//! 取消令牌

use std::sync::Arc;
use std::sync::atomic::{AtomicBool, Ordering};

/// 跨线程取消标志
///
/// 克隆共享同一个标志，通常一份交给信号处理器，一份交给运动循环。
#[derive(Debug, Clone, Default)]
pub struct CancelToken {
    flag: Arc<AtomicBool>,
}

impl CancelToken {
    /// 创建未取消的令牌
    pub fn new() -> Self {
        Self::default()
    }

    /// 请求取消
    pub fn cancel(&self) {
        self.flag.store(true, Ordering::Release);
    }

    /// 是否已请求取消
    pub fn is_cancelled(&self) -> bool {
        self.flag.load(Ordering::Acquire)
    }

    /// 清除取消标志
    pub fn reset(&self) {
        self.flag.store(false, Ordering::Release);
    }
}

┄┄┄┄┄┄┄┄┄┄┄┄┄┄┄┄┄┄┄┄

> **WORK TO COMPLETE**
Filter the entries above down to the lines containing the word "Ordering".

> **TASK ANSWER**
use std::sync::atomic::{AtomicBool, Ordering};
        self.flag.store(true, Ordering::Release);
        self.flag.load(Ordering::Acquire)
        self.flag.store(false, Ordering::Release);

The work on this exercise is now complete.